Before I let the students in my online reporting and editing classes touch any piece of technology or blurb their first blog post, I think it’s important to spend some time talking with them about the behaviors of the online news audience. The way people consume news and information online is fundamentally different than the way they consume it in other media, and it’s pointless to practice online journalism without understanding those habits.

This is not a lecture about how I wish the online news audience behaved. It is a lecture based on years of watching actual site usage at national news sites, watching focus groups, and reading industry surveys — primarily those done by Pew and collected in the annual State of the News Media reports.

This isn’t a lecture about how to change audience habits. It’s a lecture about riding a wave that is SO much bigger than journalism. Continue reading “Lecture: The Online News Audience”

Newsdesk, Day 1

The other class I’m teaching this semester is “Newsdesk,” a capstone convergence lab class for journalism students at UNC. Here’s the syllabus.

The idea of creating an online newsroom from the ground-up has been a bit of a tough sell. I have four takers this semester.

I’m most excited about the possibility of collaborating with other classes and other local media.

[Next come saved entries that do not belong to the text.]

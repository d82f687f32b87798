//! Typed decoding of rollup contract logs.
//!
//! Each event shape registers exactly one decoder under its topic-0 hash. Overloaded
//! events (`BlockVerified` / `BlockVerifiedV2`, the two `BondCredited` shapes, ...) are
//! told apart only by that hash.

use std::collections::HashMap;

use alloy_primitives::{keccak256, Address, LogData, B256, U256};
use alloy_rpc_types_eth::Log;
use alloy_sol_types::{SolEvent, SolValue};

use crate::{
    contract::{LibProving, TaikoL1},
    error::DecodeError,
    types::{Proof, SlotB},
};

/// Position of a log in the chain, used for ordering and duplicate detection.
pub type EventId = (B256, u64);

/// Metadata of a proposal in either contract generation.
#[derive(Debug, Clone, PartialEq)]
pub enum ProposalMeta {
    Legacy(Box<TaikoL1::BlockMetadata>),
    V2(Box<TaikoL1::BlockMetadataV2>),
}

impl ProposalMeta {
    /// `keccak256(abi.encode(meta))`, the hash the contract stores for the block.
    pub fn hash(&self) -> B256 {
        match self {
            Self::Legacy(meta) => keccak256(meta.abi_encode()),
            Self::V2(meta) => keccak256(meta.abi_encode()),
        }
    }
}

#[derive(Debug, Clone, PartialEq)]
pub struct ProposedBlock {
    pub block_id: u64,
    pub assigned_prover: Address,
    pub liveness_bond: U256,
    pub proposed_at: u64,
    pub proposed_in: u64,
    pub min_tier: u16,
    pub meta: ProposalMeta,
}

#[derive(Debug, Clone, PartialEq)]
pub struct ContestedTransition {
    pub block_id: u64,
    pub parent_hash: B256,
    pub block_hash: B256,
    pub contester: Address,
    pub contest_bond: U256,
    pub tier: u16,
}

#[derive(Debug, Clone, PartialEq)]
pub struct VerifiedBlock {
    pub block_id: u64,
    pub prover: Address,
    pub block_hash: B256,
    /// Only present in the legacy shape; non-zero when the state root was synced.
    pub state_root: Option<B256>,
    pub tier: u16,
}

/// A rollup contract event normalized across contract generations.
#[derive(Debug, Clone, PartialEq)]
pub enum RollupEvent {
    BlockProposed(ProposedBlock),
    TransitionProved { block_id: u64, parent_hash: B256, proof: Proof },
    TransitionContested(ContestedTransition),
    BlockVerified(VerifiedBlock),
    StateVariablesUpdated(SlotB),
    BondCredited { user: Address, amount: U256 },
    BondDebited { user: Address, amount: U256 },
    ProvingPaused { paused: bool },
    Paused { account: Address },
    Unpaused { account: Address },
}

impl RollupEvent {
    pub fn name(&self) -> &'static str {
        match self {
            Self::BlockProposed(_) => "BlockProposed",
            Self::TransitionProved { .. } => "TransitionProved",
            Self::TransitionContested(_) => "TransitionContested",
            Self::BlockVerified(_) => "BlockVerified",
            Self::StateVariablesUpdated(_) => "StateVariablesUpdated",
            Self::BondCredited { .. } => "BondCredited",
            Self::BondDebited { .. } => "BondDebited",
            Self::ProvingPaused { .. } => "ProvingPaused",
            Self::Paused { .. } => "Paused",
            Self::Unpaused { .. } => "Unpaused",
        }
    }
}

/// A decoded event together with its position in the L1 chain.
#[derive(Debug, Clone, PartialEq)]
pub struct DecodedEvent {
    pub id: EventId,
    pub l1_block: u64,
    pub l1_timestamp: Option<u64>,
    /// Set when the log was dropped by a reorg.
    pub removed: bool,
    pub event: RollupEvent,
}

type DecodeFn = Box<dyn Fn(&LogData) -> Result<RollupEvent, DecodeError> + Send + Sync>;

/// Topic-hash keyed registry of event decoders.
pub struct EventDecoder {
    decoders: HashMap<B256, (&'static str, DecodeFn)>,
}

impl Default for EventDecoder {
    fn default() -> Self {
        Self::new()
    }
}

impl std::fmt::Debug for EventDecoder {
    fn fmt(&self, f: &mut std::fmt::Formatter<'_>) -> std::fmt::Result {
        let names: Vec<_> = self.decoders.values().map(|(name, _)| *name).collect();
        f.debug_struct("EventDecoder").field("events", &names).finish()
    }
}

impl EventDecoder {
    /// Creates a decoder for every rollup event shape the tracker consumes.
    pub fn new() -> Self {
        let mut decoder = Self { decoders: HashMap::new() };

        decoder.register(|e: TaikoL1::BlockProposed| {
            Ok(RollupEvent::BlockProposed(ProposedBlock {
                block_id: block_id(e.blockId)?,
                assigned_prover: e.assignedProver,
                liveness_bond: U256::from(e.livenessBond),
                proposed_at: e.meta.timestamp,
                proposed_in: e.meta.l1Height,
                min_tier: e.meta.minTier,
                meta: ProposalMeta::Legacy(Box::new(e.meta)),
            }))
        });
        decoder.register(|e: TaikoL1::BlockProposedV2| {
            Ok(RollupEvent::BlockProposed(ProposedBlock {
                block_id: block_id(e.blockId)?,
                assigned_prover: e.meta.proposer,
                liveness_bond: U256::from(e.meta.livenessBond),
                proposed_at: e.meta.proposedAt,
                proposed_in: e.meta.proposedIn,
                min_tier: e.meta.minTier,
                meta: ProposalMeta::V2(Box::new(e.meta)),
            }))
        });
        decoder.register(|e: TaikoL1::TransitionProved| {
            Ok(RollupEvent::TransitionProved {
                block_id: block_id(e.blockId)?,
                parent_hash: e.tran.parentHash,
                proof: Proof {
                    block_hash: e.tran.blockHash,
                    state_root: e.tran.stateRoot,
                    prover: e.prover,
                    validity_bond: U256::from(e.validityBond),
                    tier: e.tier,
                },
            })
        });
        decoder.register(|e: TaikoL1::TransitionProvedV2| {
            Ok(RollupEvent::TransitionProved {
                block_id: block_id(e.blockId)?,
                parent_hash: e.tran.parentHash,
                proof: Proof {
                    block_hash: e.tran.blockHash,
                    state_root: e.tran.stateRoot,
                    prover: e.prover,
                    validity_bond: U256::from(e.validityBond),
                    tier: e.tier,
                },
            })
        });
        decoder.register(|e: TaikoL1::TransitionContested| {
            Ok(RollupEvent::TransitionContested(ContestedTransition {
                block_id: block_id(e.blockId)?,
                parent_hash: e.tran.parentHash,
                block_hash: e.tran.blockHash,
                contester: e.contester,
                contest_bond: U256::from(e.contestBond),
                tier: e.tier,
            }))
        });
        decoder.register(|e: TaikoL1::TransitionContestedV2| {
            Ok(RollupEvent::TransitionContested(ContestedTransition {
                block_id: block_id(e.blockId)?,
                parent_hash: e.tran.parentHash,
                block_hash: e.tran.blockHash,
                contester: e.contester,
                contest_bond: U256::from(e.contestBond),
                tier: e.tier,
            }))
        });
        decoder.register(|e: TaikoL1::BlockVerified| {
            Ok(RollupEvent::BlockVerified(VerifiedBlock {
                block_id: block_id(e.blockId)?,
                prover: e.prover,
                block_hash: e.blockHash,
                state_root: Some(e.stateRoot),
                tier: e.tier,
            }))
        });
        decoder.register(|e: TaikoL1::BlockVerifiedV2| {
            Ok(RollupEvent::BlockVerified(VerifiedBlock {
                block_id: block_id(e.blockId)?,
                prover: e.prover,
                block_hash: e.blockHash,
                state_root: None,
                tier: e.tier,
            }))
        });
        decoder.register(|e: TaikoL1::StateVariablesUpdated| {
            Ok(RollupEvent::StateVariablesUpdated(SlotB::from(e.slotB)))
        });
        decoder.register(|e: TaikoL1::BondCredited| {
            Ok(RollupEvent::BondCredited { user: e.user, amount: e.amount })
        });
        decoder.register(|e: TaikoL1::BondDebited| {
            Ok(RollupEvent::BondDebited { user: e.user, amount: e.amount })
        });
        decoder.register(|e: LibProving::BondCredited| {
            Ok(RollupEvent::BondCredited { user: e.user, amount: e.amount })
        });
        decoder.register(|e: LibProving::BondDebited| {
            Ok(RollupEvent::BondDebited { user: e.user, amount: e.amount })
        });
        decoder.register(|e: LibProving::BondDeposited| {
            Ok(RollupEvent::BondCredited { user: e.user, amount: e.amount })
        });
        decoder.register(|e: TaikoL1::ProvingPaused| {
            Ok(RollupEvent::ProvingPaused { paused: e.paused })
        });
        decoder.register(|e: TaikoL1::Paused| Ok(RollupEvent::Paused { account: e.account }));
        decoder.register(|e: TaikoL1::Unpaused| Ok(RollupEvent::Unpaused { account: e.account }));

        decoder
    }

    /// Registers `map` as the decoder for the topic hash of `E`.
    pub fn register<E, F>(&mut self, map: F)
    where
        E: SolEvent + 'static,
        F: Fn(E) -> Result<RollupEvent, DecodeError> + Send + Sync + 'static,
    {
        let decode = move |data: &LogData| {
            let event = E::decode_log_data(data)
                .map_err(|source| DecodeError::Abi { event: E::SIGNATURE, source })?;
            map(event)
        };
        self.decoders.insert(E::SIGNATURE_HASH, (E::SIGNATURE, Box::new(decode)));
    }

    /// Topic hashes with a registered decoder, for building log filters.
    pub fn topics(&self) -> Vec<B256> {
        self.decoders.keys().copied().collect()
    }

    /// Decodes a single RPC log into a positioned rollup event.
    pub fn decode(&self, log: &Log) -> Result<DecodedEvent, DecodeError> {
        let topic = log.inner.data.topics().first().ok_or(DecodeError::MissingTopic)?;
        let (_, decode) = self.decoders.get(topic).ok_or(DecodeError::UnknownTopic(*topic))?;

        let event = decode(&log.inner.data)?;
        let tx_hash = log.transaction_hash.ok_or(DecodeError::MissingContext("transaction hash"))?;
        let log_index = log.log_index.ok_or(DecodeError::MissingContext("log index"))?;
        let l1_block = log.block_number.ok_or(DecodeError::MissingContext("block number"))?;

        Ok(DecodedEvent {
            id: (tx_hash, log_index),
            l1_block,
            l1_timestamp: log.block_timestamp,
            removed: log.removed,
            event,
        })
    }
}

fn block_id(id: U256) -> Result<u64, DecodeError> {
    u64::try_from(id).map_err(|_| DecodeError::Overflow(id))
}

#[cfg(test)]
pub(crate) mod tests {
    use super::*;
    use alloy_primitives::{address, b256, Bytes, Log as PrimitiveLog};
    use alloy_primitives::aliases::U96;

    pub(crate) fn rpc_log(data: LogData, l1_block: u64, tx: u8, index: u64) -> Log {
        Log {
            inner: PrimitiveLog { address: Address::ZERO, data },
            block_hash: Some(B256::repeat_byte(0xbb)),
            block_number: Some(l1_block),
            block_timestamp: None,
            transaction_hash: Some(B256::repeat_byte(tx)),
            transaction_index: Some(0),
            log_index: Some(index),
            removed: false,
        }
    }

    pub(crate) fn meta_v2(id: u64) -> TaikoL1::BlockMetadataV2 {
        TaikoL1::BlockMetadataV2 {
            anchorBlockHash: B256::repeat_byte(0x01),
            difficulty: B256::repeat_byte(0x02),
            blobHash: B256::repeat_byte(0x03),
            extraData: B256::ZERO,
            coinbase: address!("0x00000000000000000000000000000000000000c0"),
            id,
            gasLimit: 240_000_000,
            timestamp: 1_700_000_000 + id,
            anchorBlockId: 100 + id,
            minTier: 1,
            blobUsed: true,
            parentMetaHash: B256::repeat_byte(0x04),
            proposer: address!("0x00000000000000000000000000000000000000a1"),
            livenessBond: U96::from(125u64),
            proposedAt: 1_700_000_012 + id,
            proposedIn: 200 + id,
            blobTxListOffset: 0,
            blobTxListLength: 4096,
            blobIndex: 0,
        }
    }

    #[test]
    fn decodes_block_proposed_v2_and_reencodes_identically() {
        let event = TaikoL1::BlockProposedV2 { blockId: U256::from(7), meta: meta_v2(7) };
        let data = event.encode_log_data();
        let decoded = EventDecoder::new().decode(&rpc_log(data.clone(), 10, 1, 0)).unwrap();

        let RollupEvent::BlockProposed(block) = decoded.event else {
            panic!("expected BlockProposed, got {:?}", decoded.event);
        };
        assert_eq!(block.block_id, 7);
        assert_eq!(block.proposed_in, 207);
        assert_eq!(block.min_tier, 1);
        let ProposalMeta::V2(meta) = &block.meta else { panic!("expected V2 metadata") };
        assert_eq!(**meta, meta_v2(7));

        let reencoded = TaikoL1::BlockProposedV2 { blockId: U256::from(7), meta: (**meta).clone() }
            .encode_log_data();
        assert_eq!(reencoded, data);
        assert_eq!(block.meta.hash(), keccak256(meta_v2(7).abi_encode()));
    }

    #[test]
    fn overloaded_shapes_are_selected_by_topic() {
        let decoder = EventDecoder::new();
        let prover = address!("0x00000000000000000000000000000000000000b2");
        let hash = b256!("0x1111111111111111111111111111111111111111111111111111111111111111");

        let v1 = TaikoL1::BlockVerified {
            blockId: U256::from(3),
            prover,
            blockHash: hash,
            stateRoot: B256::repeat_byte(0x22),
            tier: 2,
        };
        let v2 = TaikoL1::BlockVerifiedV2 { blockId: U256::from(3), prover, blockHash: hash, tier: 2 };

        let RollupEvent::BlockVerified(a) =
            decoder.decode(&rpc_log(v1.encode_log_data(), 1, 1, 0)).unwrap().event
        else {
            panic!("expected BlockVerified");
        };
        let RollupEvent::BlockVerified(b) =
            decoder.decode(&rpc_log(v2.encode_log_data(), 1, 1, 1)).unwrap().event
        else {
            panic!("expected BlockVerified");
        };
        assert_eq!(a.state_root, Some(B256::repeat_byte(0x22)));
        assert_eq!(b.state_root, None);

        let with_block = LibProving::BondCredited {
            user: prover,
            blockId: U256::from(3),
            amount: U256::from(50),
        };
        let decoded = decoder.decode(&rpc_log(with_block.encode_log_data(), 1, 1, 2)).unwrap();
        assert_eq!(decoded.event, RollupEvent::BondCredited { user: prover, amount: U256::from(50) });
    }

    #[test]
    fn rejects_unknown_topics_and_truncated_payloads() {
        let decoder = EventDecoder::new();

        let unknown = LogData::new_unchecked(vec![B256::repeat_byte(0x99)], Bytes::new());
        assert!(matches!(
            decoder.decode(&rpc_log(unknown, 1, 1, 0)),
            Err(DecodeError::UnknownTopic(_))
        ));

        let empty = LogData::new_unchecked(vec![], Bytes::new());
        assert!(matches!(decoder.decode(&rpc_log(empty, 1, 1, 0)), Err(DecodeError::MissingTopic)));

        let truncated = LogData::new_unchecked(
            vec![TaikoL1::ProvingPaused::SIGNATURE_HASH],
            Bytes::from_static(&[0u8; 4]),
        );
        assert!(matches!(
            decoder.decode(&rpc_log(truncated, 1, 1, 0)),
            Err(DecodeError::Abi { event, .. }) if event == TaikoL1::ProvingPaused::SIGNATURE
        ));
    }

    #[test]
    fn requires_log_position() {
        let mut log = rpc_log(TaikoL1::ProvingPaused { paused: true }.encode_log_data(), 1, 1, 0);
        log.log_index = None;
        assert!(matches!(
            EventDecoder::new().decode(&log),
            Err(DecodeError::MissingContext("log index"))
        ));
    }
}
//! On-disk snapshots of tracker state, so a restart resumes from the last applied L1
//! block instead of replaying from contract storage.

use std::{
    fs,
    io::{self, Write},
    path::Path,
};

use serde::{Deserialize, Serialize};

use crate::{error::TrackerResult, state::TrackerState};

/// Bumped whenever the serialized layout of [`TrackerState`] changes.
pub const CHECKPOINT_VERSION: u32 = 2;

#[derive(Debug, Clone, PartialEq, Eq, Serialize, Deserialize)]
pub struct Checkpoint {
    pub version: u32,
    /// Last L1 block whose events are reflected in `state`.
    pub cursor: u64,
    pub state: TrackerState,
}

impl Checkpoint {
    pub fn new(cursor: u64, state: TrackerState) -> Self {
        Self { version: CHECKPOINT_VERSION, cursor, state }
    }

    /// Writes the checkpoint next to `path` and renames it into place.
    pub fn save(&self, path: &Path) -> TrackerResult<()> {
        let tmp = path.with_extension("tmp");
        {
            let mut file = fs::File::create(&tmp)?;
            serde_json::to_writer(&mut file, self).map_err(io::Error::from)?;
            file.flush()?;
            file.sync_all()?;
        }
        fs::rename(&tmp, path)?;
        Ok(())
    }

    /// Loads a checkpoint, returning `None` when it is missing, unreadable or from
    /// another layout version.
    pub fn load(path: &Path) -> Option<Self> {
        let bytes = match fs::read(path) {
            Ok(bytes) => bytes,
            Err(e) if e.kind() == io::ErrorKind::NotFound => return None,
            Err(e) => {
                tracing::warn!("Failed to read checkpoint {}: {}", path.display(), e);
                return None;
            }
        };

        match serde_json::from_slice::<Checkpoint>(&bytes) {
            Ok(checkpoint) if checkpoint.version == CHECKPOINT_VERSION => Some(checkpoint),
            Ok(checkpoint) => {
                tracing::warn!(
                    "Ignoring checkpoint version {}, expected {}",
                    checkpoint.version,
                    CHECKPOINT_VERSION
                );
                None
            }
            Err(e) => {
                tracing::warn!("Ignoring unreadable checkpoint {}: {}", path.display(), e);
                None
            }
        }
    }
}

#[cfg(test)]
mod tests {
    use super::*;
    use crate::{
        error::TrackerError,
        events::RollupEvent,
        state::tests::{genesis_state, positioned, proposed, proved, T0},
    };

    #[test]
    fn save_then_load() {
        let dir = tempfile::tempdir().unwrap();
        let path = dir.path().join("tracker.json");

        let mut state = genesis_state(16);
        state.apply(&positioned(proposed(1), 1, 0), T0).unwrap();
        state.apply(&positioned(proved(1, 1), 1, 1), T0).unwrap();
        state
            .apply(&positioned(RollupEvent::ProvingPaused { paused: true }, 2, 0), T0)
            .unwrap();

        let checkpoint = Checkpoint::new(2, state);
        checkpoint.save(&path).unwrap();
        assert!(!path.with_extension("tmp").exists());
        assert_eq!(Checkpoint::load(&path), Some(checkpoint));
    }

    #[test]
    fn missing_or_foreign_checkpoint_is_ignored() {
        let dir = tempfile::tempdir().unwrap();
        let path = dir.path().join("tracker.json");
        assert_eq!(Checkpoint::load(&path), None);

        let mut checkpoint = Checkpoint::new(7, genesis_state(4));
        checkpoint.version = CHECKPOINT_VERSION + 1;
        checkpoint.save(&path).unwrap();
        assert_eq!(Checkpoint::load(&path), None);

        fs::write(&path, b"{not json").unwrap();
        assert_eq!(Checkpoint::load(&path), None);
    }

    #[test]
    fn failed_write_is_a_recoverable_checkpoint_error() {
        let dir = tempfile::tempdir().unwrap();
        let path = dir.path().join("missing").join("tracker.json");

        let err = Checkpoint::new(1, genesis_state(4)).save(&path).unwrap_err();
        assert!(matches!(err, TrackerError::Checkpoint(_)));
        assert!(!err.is_fatal());
    }
}
use strum_macros::{Display, EnumIter, EnumMessage};

use crate::metrics::MetricsGauge;

// Define an enum for all rollup tracker metrics gauges.
#[derive(Debug, Clone, Copy, Display, EnumIter, EnumMessage)]
pub enum TrackerGauge {
    // Chain state metrics
    #[strum(
        serialize = "rollup_tracker_last_verified_block_id",
        message = "Last verified rollup block id"
    )]
    LastVerifiedBlockId,
    #[strum(serialize = "rollup_tracker_num_blocks", message = "Number of proposed rollup blocks")]
    NumBlocks,
    #[strum(
        serialize = "rollup_tracker_proving_paused",
        message = "1 while proving or the contract is paused"
    )]
    ProvingPaused,
    #[strum(
        serialize = "rollup_tracker_open_contests",
        message = "Number of contested transitions awaiting a higher tier proof"
    )]
    OpenContests,
    #[strum(serialize = "rollup_tracker_l1_cursor", message = "Last L1 block fully applied")]
    L1Cursor,
    // Sync metrics
    #[strum(
        serialize = "rollup_tracker_events_applied",
        message = "Total number of rollup events applied"
    )]
    EventsApplied,
    #[strum(
        serialize = "rollup_tracker_duplicate_events",
        message = "Total number of re-delivered logs dropped"
    )]
    DuplicateEvents,
    #[strum(
        serialize = "rollup_tracker_blocks_verified_locally",
        message = "Total number of blocks verified by the local verification engine"
    )]
    BlocksVerifiedLocally,
    #[strum(serialize = "rollup_tracker_resyncs", message = "Total number of full resyncs")]
    Resyncs,
    // Error metrics
    #[strum(
        serialize = "rollup_tracker_decode_errors",
        message = "Total number of logs that could not be decoded"
    )]
    DecodeErrors,
    #[strum(
        serialize = "rollup_tracker_sync_errors",
        message = "Total number of errors encountered by the sync loop"
    )]
    SyncErrors,
    #[strum(
        serialize = "rollup_tracker_checkpoint_errors",
        message = "Total number of checkpoint write failures"
    )]
    CheckpointErrors,
}

impl MetricsGauge for TrackerGauge {}
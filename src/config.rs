use std::{env, path::PathBuf};

use alloy_primitives::Address;
use alloy_transport_http::reqwest::Url;
use anyhow::{Context, Result};

#[derive(Debug, Clone)]
pub struct TrackerConfig {
    /// The L1 RPC URL.
    pub l1_rpc: Url,

    /// The address of the rollup contract.
    pub rollup_address: Address,

    /// The address of the tier provider. Without it the tracker never verifies blocks
    /// itself and only follows `BlockVerified` events.
    pub tier_provider_address: Option<Address>,

    /// Resync from contract storage when a fatal error stops the sync loop.
    pub auto_resync: bool,

    /// The port to expose metrics on.
    pub metrics_port: u16,

    pub sync: SyncConfig,
}

/// Settings of the sync loop itself.
#[derive(Debug, Clone)]
pub struct SyncConfig {
    /// Seconds between polls of the L1 head.
    pub fetch_interval: u64,

    /// Maximum L1 block range per `eth_getLogs` request.
    pub log_batch_size: u64,

    /// Overrides `maxBlocksToVerify` from the contract config.
    pub max_blocks_to_verify: Option<u64>,

    /// L1 blocks for which applied log ids are remembered to drop re-deliveries.
    pub dedup_window_blocks: u64,

    pub checkpoint_path: Option<PathBuf>,

    /// Accounts whose bond balances are read from the contract on resync.
    pub tracked_accounts: Vec<Address>,

    /// Follow new logs through a log filter once caught up, instead of polling `getLogs`.
    pub use_log_subscription: bool,
}

impl Default for SyncConfig {
    fn default() -> Self {
        Self {
            fetch_interval: 12,
            log_batch_size: 1000,
            max_blocks_to_verify: None,
            dedup_window_blocks: 64,
            checkpoint_path: None,
            tracked_accounts: Vec::new(),
            use_log_subscription: true,
        }
    }
}

impl TrackerConfig {
    pub fn from_env() -> Result<Self> {
        Ok(Self {
            l1_rpc: env::var("L1_RPC").context("L1_RPC must be set")?.parse()?,
            rollup_address: env::var("ROLLUP_ADDRESS")
                .context("ROLLUP_ADDRESS must be set")?
                .parse()?,
            tier_provider_address: optional("TIER_PROVIDER_ADDRESS")?,
            auto_resync: optional("AUTO_RESYNC")?.unwrap_or(true),
            metrics_port: optional("METRICS_PORT")?.unwrap_or(9000),
            sync: SyncConfig::from_env()?,
        })
    }
}

impl SyncConfig {
    pub fn from_env() -> Result<Self> {
        let defaults = Self::default();
        let tracked_accounts = match env::var("TRACKED_ACCOUNTS") {
            Ok(accounts) => accounts
                .split(',')
                .map(str::trim)
                .filter(|s| !s.is_empty())
                .map(|s| s.parse().with_context(|| format!("invalid tracked account {s}")))
                .collect::<Result<Vec<Address>>>()?,
            Err(_) => Vec::new(),
        };

        Ok(Self {
            fetch_interval: optional("FETCH_INTERVAL")?.unwrap_or(defaults.fetch_interval),
            log_batch_size: optional("LOG_BATCH_SIZE")?.unwrap_or(defaults.log_batch_size).max(1),
            max_blocks_to_verify: optional("MAX_BLOCKS_TO_VERIFY")?,
            dedup_window_blocks: optional("DEDUP_WINDOW_BLOCKS")?
                .unwrap_or(defaults.dedup_window_blocks),
            checkpoint_path: env::var("CHECKPOINT_PATH").ok().map(PathBuf::from),
            tracked_accounts,
            use_log_subscription: optional("USE_LOG_SUBSCRIPTION")?
                .unwrap_or(defaults.use_log_subscription),
        })
    }
}

/// Parses `key` if it is set.
fn optional<T>(key: &str) -> Result<Option<T>>
where
    T: std::str::FromStr,
    T::Err: std::error::Error + Send + Sync + 'static,
{
    match env::var(key) {
        Ok(value) => {
            Ok(Some(value.trim().parse().with_context(|| format!("invalid value for {key}"))?))
        }
        Err(_) => Ok(None),
    }
}
use std::net::{Ipv4Addr, SocketAddr};

use anyhow::{Context, Result};
use metrics::{describe_gauge, gauge};
use metrics_exporter_prometheus::PrometheusBuilder;
use strum::{EnumMessage, IntoEnumIterator};

/// A set of gauges declared as a `strum` enum: the serialized name is the metric name and
/// the message is its description.
pub trait MetricsGauge: IntoEnumIterator + EnumMessage + std::fmt::Display + Sized {
    fn register_all() {
        for gauge in Self::iter() {
            describe_gauge!(gauge.to_string(), gauge.get_message().unwrap_or_default());
        }
    }

    fn init_all() {
        for gauge in Self::iter() {
            gauge.set(0.0);
        }
    }

    fn set(&self, value: f64) {
        gauge!(self.to_string()).set(value);
    }

    fn increment(&self, value: f64) {
        gauge!(self.to_string()).increment(value);
    }
}

/// Serves the Prometheus scrape endpoint on `port`.
pub fn init_metrics(port: &u16) -> Result<()> {
    let addr = SocketAddr::from((Ipv4Addr::UNSPECIFIED, *port));
    PrometheusBuilder::new()
        .with_http_listener(addr)
        .install()
        .context("failed to install prometheus exporter")?;
    tracing::info!("Metrics exporter listening on {}", addr);
    Ok(())
}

There is also one national partnership I’m looking forward to announcing here soon.

We kicked things off today with a discussion of how people read news online and how it is different from the way they consume news in print. I’ll be blogging more about it over the next three months. You can follow along here.

DIY Online Newsroom: Budget Edition

Starting an online newsroom at a journalism school isn’t exactly the same as starting one in the world outside those friendly confines. First, the staff tends to pay us to work there. Second, there’s usually a pretty substantial technical infrastructure already in place.

That said, there are still technical hurdles to overcome before we can start doing good journalism. Let me give a brief rundown of where we stand on technology on this third day of classes.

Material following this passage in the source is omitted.